The Commercial Code’s provisions relating to salvage have been revised to define a two-year extinctive prescription period (calculated from the date the salvage operation ends) to correspond to the 1910 convention on salvage (which Japan has ratified) and the 1989 International Convention on Salvage (which Japan has not ratified) that contracts used in practice adopt from an environmental protection standpoint.

Marine Insurance

Because international standards relating to marine insurance have been developed over a long period based on the accumulation of court precedents centred on English law and practical experience, the existing Commercial Code provisions have been retained, but the duty to notify has been changed to a duty to voluntarily declare and provisions relating to abandonment, etc. have been deleted in order to correspond with industry practice.

Maritime Liens

Changes to the priority ranking of lien claims are an important revision. There was a proposal to give partial priority to ship mortgages during the revision’s deliberation process, but this was not included in the final revision.

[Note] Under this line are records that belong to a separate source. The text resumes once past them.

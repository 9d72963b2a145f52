//! Cache statistics.

use crate::traits::Category;

/// Counters and occupancy of one category.
#[non_exhaustive]
#[derive(Debug, Clone, Copy, Default, PartialEq, Eq)]
pub struct CategoryStats {
	/// Requests answered from the cache.
	pub hits: u64,
	/// Requests that had to generate an image.
	pub misses: u64,
	/// Entries dropped by budget pruning. Resets are not counted.
	pub evictions: u64,
	/// Entries currently resident.
	pub entries: usize,
	/// Declared bytes currently resident.
	pub bytes: usize,
}

impl CategoryStats {
	/// Fraction of requests answered from the cache, 0.0 before any request.
	pub fn hit_rate(&self) -> f64 {
		ratio(self.hits, self.hits + self.misses)
	}
}

/// Snapshot of the cache, taken by
/// [`ImageCache::stats`](crate::ImageCache::stats).
///
/// # Example
///
/// ```
/// use tilecache::{ImageCache, MemoryTheme};
///
/// let cache = ImageCache::new(MemoryTheme::default());
/// let stats = cache.stats();
/// println!("Hit rate: {:.2}%", stats.hit_rate() * 100.0);
/// println!("Utilization: {:.2}%", stats.utilization() * 100.0);
/// assert_eq!(stats.total_entries(), 0);
/// ```
#[non_exhaustive]
#[derive(Debug, Clone, PartialEq)]
pub struct CacheStats {
	/// Indexed by [`Category::index`].
	pub categories: [CategoryStats; Category::COUNT],
	/// Resident bytes across all categories.
	pub total_bytes: usize,
	/// Current budget ceiling.
	pub max_bytes: usize,
}

impl CacheStats {
	pub(crate) fn new(categories: [CategoryStats; Category::COUNT], total_bytes: usize, max_bytes: usize) -> Self {
		Self {
			categories,
			total_bytes,
			max_bytes,
		}
	}

	pub fn category(&self, category: Category) -> &CategoryStats {
		&self.categories[category.index()]
	}

	pub fn hits(&self) -> u64 {
		self.categories.iter().map(|c| c.hits).sum()
	}

	pub fn misses(&self) -> u64 {
		self.categories.iter().map(|c| c.misses).sum()
	}

	pub fn evictions(&self) -> u64 {
		self.categories.iter().map(|c| c.evictions).sum()
	}

	pub fn total_entries(&self) -> usize {
		self.categories.iter().map(|c| c.entries).sum()
	}

	/// Calculate the hit rate over every category as a ratio between 0.0 and 1.0.
	///
	/// Returns 0.0 if there have been no requests.
	pub fn hit_rate(&self) -> f64 {
		let hits = self.hits();
		ratio(hits, hits + self.misses())
	}

	/// Fraction of the budget in use. Can exceed 1.0 while the cache is over
	/// its soft ceiling.
	pub fn utilization(&self) -> f64 {
		if self.max_bytes == 0 {
			0.0
		} else {
			self.total_bytes as f64 / self.max_bytes as f64
		}
	}
}

fn ratio(part: u64, whole: u64) -> f64 {
	if whole == 0 {
		0.0
	} else {
		part as f64 / whole as f64
	}
}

Also, the scope and ranking of lien claims was changed, with unpaid freight costs removed and personal injury added.

Concluding thoughts

The revisions that have been made to the Commercial Code are generally based on commercial practice, so in that sense they have been viewed as not having a large effect on current practices. However, from the point of view of a lawyer involved in all matters relating to transport, ports and warehousing businesses, the way that the revisions have to some extent resolved some important issues can be highly regarded as making a substantial contribution to the prevention of unnecessary disputes.

The standard contract terms and conditions published by the Ministry of Land, Infrastructure and Transport are extremely important because they are adopted as the contents of standard contracts used in the transport and warehousing industry. Therefore, the Ministry is likely to publish revised terms based on the revisions to the Commercial Code that have been discussed above.